▶ EXERCISE INSTRUCTIONS: Return, exactly and in full, the lines of the records below starting at the one with "repository 40f9382fd47239a9" and ending at the one with "pub const APP_STATE_KEY: &str", and no other lines.

------ ENTRIES SUPPLIED ------

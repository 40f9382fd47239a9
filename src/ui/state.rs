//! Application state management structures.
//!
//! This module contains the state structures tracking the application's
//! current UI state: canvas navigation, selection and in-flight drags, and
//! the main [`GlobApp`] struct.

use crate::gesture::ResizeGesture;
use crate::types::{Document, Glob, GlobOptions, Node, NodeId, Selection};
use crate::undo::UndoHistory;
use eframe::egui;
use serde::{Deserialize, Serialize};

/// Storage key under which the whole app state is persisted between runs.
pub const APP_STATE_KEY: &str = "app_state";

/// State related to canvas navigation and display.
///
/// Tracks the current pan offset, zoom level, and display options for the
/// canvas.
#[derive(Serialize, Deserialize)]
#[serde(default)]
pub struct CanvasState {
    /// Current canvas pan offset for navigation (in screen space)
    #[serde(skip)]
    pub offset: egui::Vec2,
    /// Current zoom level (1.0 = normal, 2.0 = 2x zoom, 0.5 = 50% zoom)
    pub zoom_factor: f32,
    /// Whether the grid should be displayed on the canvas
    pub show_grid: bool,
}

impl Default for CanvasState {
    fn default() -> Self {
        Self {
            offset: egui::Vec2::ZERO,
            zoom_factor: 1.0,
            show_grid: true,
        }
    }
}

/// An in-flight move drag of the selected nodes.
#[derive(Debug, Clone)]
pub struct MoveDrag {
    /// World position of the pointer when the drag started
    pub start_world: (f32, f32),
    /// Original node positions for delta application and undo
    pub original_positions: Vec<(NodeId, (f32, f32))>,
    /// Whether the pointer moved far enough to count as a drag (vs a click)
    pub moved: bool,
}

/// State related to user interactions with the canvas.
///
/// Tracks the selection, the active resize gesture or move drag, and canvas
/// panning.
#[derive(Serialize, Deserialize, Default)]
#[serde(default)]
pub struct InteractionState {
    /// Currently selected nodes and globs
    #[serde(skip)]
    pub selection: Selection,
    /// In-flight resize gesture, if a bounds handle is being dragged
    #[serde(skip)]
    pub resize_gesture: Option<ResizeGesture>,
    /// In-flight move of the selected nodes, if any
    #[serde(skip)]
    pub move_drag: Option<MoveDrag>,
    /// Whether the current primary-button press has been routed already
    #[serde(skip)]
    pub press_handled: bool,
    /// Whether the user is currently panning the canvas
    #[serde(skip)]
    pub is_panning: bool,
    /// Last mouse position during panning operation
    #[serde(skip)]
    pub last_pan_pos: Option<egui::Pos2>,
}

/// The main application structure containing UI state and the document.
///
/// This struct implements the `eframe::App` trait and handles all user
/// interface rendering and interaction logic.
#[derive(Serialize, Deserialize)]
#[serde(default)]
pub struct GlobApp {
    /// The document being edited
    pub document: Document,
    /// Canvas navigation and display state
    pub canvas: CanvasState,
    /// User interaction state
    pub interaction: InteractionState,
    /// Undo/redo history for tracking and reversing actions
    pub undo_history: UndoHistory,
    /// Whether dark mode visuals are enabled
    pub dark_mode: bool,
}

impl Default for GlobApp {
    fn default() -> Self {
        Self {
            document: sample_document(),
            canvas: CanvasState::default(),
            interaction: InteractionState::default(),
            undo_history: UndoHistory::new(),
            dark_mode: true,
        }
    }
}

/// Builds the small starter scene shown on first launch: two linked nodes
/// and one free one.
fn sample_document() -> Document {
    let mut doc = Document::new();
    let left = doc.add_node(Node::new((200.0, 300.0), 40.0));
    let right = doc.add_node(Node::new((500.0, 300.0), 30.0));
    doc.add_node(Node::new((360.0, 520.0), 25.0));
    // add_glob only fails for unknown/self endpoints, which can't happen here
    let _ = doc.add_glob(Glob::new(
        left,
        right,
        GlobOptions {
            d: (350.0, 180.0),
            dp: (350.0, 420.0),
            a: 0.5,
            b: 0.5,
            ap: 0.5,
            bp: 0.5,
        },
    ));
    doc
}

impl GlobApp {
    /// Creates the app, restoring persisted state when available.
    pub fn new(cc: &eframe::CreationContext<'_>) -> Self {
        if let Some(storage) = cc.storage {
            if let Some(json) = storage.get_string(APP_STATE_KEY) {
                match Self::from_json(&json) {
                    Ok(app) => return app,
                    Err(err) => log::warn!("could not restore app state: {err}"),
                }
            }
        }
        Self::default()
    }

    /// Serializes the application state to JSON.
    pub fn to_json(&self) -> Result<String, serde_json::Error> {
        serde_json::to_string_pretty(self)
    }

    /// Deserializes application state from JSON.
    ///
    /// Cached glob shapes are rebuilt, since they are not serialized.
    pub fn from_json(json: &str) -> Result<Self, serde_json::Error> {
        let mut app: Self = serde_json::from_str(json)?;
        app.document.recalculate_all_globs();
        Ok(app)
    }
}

------
------ ENTRIES SUPPLIED ------

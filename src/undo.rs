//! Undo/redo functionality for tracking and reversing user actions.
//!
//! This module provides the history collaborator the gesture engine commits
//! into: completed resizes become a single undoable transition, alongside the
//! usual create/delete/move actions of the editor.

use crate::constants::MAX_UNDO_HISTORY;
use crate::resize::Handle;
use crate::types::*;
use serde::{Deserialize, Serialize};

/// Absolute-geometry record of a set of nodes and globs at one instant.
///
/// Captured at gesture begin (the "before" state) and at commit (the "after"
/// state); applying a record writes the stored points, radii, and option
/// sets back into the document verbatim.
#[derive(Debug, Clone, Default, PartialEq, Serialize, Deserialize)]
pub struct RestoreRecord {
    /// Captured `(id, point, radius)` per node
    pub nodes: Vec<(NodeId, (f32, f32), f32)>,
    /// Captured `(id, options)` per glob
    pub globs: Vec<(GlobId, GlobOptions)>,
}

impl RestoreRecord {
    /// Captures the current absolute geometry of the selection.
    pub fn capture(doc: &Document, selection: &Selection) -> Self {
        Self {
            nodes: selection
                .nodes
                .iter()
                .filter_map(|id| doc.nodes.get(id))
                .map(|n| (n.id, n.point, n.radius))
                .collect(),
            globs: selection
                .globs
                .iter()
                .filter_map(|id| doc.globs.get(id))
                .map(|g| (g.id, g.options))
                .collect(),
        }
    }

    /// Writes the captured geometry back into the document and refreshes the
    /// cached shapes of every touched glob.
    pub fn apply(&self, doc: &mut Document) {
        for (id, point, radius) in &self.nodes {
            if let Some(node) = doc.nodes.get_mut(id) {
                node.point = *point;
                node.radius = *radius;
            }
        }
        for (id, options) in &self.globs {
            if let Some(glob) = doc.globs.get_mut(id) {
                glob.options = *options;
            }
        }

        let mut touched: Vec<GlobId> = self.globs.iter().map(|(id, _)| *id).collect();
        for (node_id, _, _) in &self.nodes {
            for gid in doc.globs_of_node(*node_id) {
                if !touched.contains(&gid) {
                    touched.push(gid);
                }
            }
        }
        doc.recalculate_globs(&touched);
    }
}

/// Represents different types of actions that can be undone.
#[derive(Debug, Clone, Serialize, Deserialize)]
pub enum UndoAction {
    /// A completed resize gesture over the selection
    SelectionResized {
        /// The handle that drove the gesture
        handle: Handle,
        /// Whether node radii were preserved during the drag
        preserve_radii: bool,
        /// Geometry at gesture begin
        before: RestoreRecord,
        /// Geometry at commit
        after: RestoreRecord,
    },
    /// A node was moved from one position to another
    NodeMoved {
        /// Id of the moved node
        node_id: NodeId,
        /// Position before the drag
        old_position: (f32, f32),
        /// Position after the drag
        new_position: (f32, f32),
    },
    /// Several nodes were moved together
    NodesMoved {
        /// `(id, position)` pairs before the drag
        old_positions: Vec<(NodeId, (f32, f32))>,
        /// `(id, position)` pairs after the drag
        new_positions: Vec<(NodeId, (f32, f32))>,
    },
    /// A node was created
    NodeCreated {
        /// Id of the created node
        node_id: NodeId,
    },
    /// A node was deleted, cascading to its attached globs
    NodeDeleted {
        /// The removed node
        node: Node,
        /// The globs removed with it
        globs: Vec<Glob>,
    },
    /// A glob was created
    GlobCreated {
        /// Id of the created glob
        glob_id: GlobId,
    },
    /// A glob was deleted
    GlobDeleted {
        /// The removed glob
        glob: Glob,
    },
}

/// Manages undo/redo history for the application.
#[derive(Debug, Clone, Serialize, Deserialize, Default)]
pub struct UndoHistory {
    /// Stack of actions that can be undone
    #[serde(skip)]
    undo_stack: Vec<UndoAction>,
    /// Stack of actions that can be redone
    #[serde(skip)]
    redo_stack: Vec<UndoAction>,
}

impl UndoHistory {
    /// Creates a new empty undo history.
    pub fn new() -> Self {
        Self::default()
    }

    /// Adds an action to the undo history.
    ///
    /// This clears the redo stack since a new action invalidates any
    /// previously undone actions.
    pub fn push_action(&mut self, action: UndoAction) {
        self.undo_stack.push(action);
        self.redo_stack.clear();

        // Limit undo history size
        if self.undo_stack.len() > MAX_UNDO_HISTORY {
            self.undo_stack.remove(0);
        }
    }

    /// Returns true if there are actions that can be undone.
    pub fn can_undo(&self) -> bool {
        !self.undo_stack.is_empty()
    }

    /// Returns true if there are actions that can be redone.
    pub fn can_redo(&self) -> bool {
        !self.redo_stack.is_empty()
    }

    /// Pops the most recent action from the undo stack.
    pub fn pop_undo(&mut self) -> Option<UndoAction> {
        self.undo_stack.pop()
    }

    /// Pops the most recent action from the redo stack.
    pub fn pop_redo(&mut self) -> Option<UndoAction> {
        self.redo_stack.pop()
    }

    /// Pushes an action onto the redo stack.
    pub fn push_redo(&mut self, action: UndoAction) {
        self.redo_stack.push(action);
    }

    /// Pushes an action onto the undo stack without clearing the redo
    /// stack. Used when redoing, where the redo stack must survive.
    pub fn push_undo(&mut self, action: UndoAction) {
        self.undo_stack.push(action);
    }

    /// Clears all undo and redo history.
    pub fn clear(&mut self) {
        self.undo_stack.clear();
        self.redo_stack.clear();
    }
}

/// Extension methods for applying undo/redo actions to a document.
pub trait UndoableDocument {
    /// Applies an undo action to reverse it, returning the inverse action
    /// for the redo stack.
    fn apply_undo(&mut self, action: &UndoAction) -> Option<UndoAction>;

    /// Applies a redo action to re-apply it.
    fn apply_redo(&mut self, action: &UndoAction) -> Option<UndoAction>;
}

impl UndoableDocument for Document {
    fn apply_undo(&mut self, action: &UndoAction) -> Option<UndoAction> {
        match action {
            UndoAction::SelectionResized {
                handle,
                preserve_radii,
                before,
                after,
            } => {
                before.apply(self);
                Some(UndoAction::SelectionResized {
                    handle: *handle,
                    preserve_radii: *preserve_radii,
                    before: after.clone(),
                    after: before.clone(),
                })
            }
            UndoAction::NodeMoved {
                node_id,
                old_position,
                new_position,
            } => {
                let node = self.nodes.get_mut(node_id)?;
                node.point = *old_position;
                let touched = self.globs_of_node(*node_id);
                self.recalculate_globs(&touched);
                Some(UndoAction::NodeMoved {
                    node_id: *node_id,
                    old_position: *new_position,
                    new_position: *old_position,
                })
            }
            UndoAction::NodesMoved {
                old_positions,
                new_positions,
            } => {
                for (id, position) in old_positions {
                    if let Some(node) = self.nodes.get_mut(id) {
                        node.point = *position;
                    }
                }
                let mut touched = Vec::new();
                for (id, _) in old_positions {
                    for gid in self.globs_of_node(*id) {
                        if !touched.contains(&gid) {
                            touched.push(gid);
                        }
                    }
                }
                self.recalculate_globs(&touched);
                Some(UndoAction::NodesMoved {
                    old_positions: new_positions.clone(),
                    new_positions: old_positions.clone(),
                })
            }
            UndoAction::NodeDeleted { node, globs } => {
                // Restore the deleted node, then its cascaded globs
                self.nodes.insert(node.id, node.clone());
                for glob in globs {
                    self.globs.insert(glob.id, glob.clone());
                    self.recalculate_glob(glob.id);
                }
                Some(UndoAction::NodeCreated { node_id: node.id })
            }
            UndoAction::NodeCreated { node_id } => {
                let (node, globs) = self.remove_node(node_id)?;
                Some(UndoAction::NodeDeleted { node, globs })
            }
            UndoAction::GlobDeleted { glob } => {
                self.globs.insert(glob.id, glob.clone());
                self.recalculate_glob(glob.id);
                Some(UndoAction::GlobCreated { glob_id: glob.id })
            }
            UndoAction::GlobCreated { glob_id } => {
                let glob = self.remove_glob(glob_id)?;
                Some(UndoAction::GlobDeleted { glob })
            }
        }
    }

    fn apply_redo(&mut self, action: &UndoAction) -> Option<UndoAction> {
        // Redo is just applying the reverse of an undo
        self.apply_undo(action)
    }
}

------

▶ WRITTEN SOLUTION:
repository 40f9382fd47239a9
filename src/ui/state.rs
//! Application state management structures.
//!
//! This module contains the state structures tracking the application's
//! current UI state: canvas navigation, selection and in-flight drags, and
//! the main [`GlobApp`] struct.

use crate::gesture::ResizeGesture;
use crate::types::{Document, Glob, GlobOptions, Node, NodeId, Selection};
use crate::undo::UndoHistory;
use eframe::egui;
use serde::{Deserialize, Serialize};

/// Storage key under which the whole app state is persisted between runs.
pub const APP_STATE_KEY: &str = "app_state";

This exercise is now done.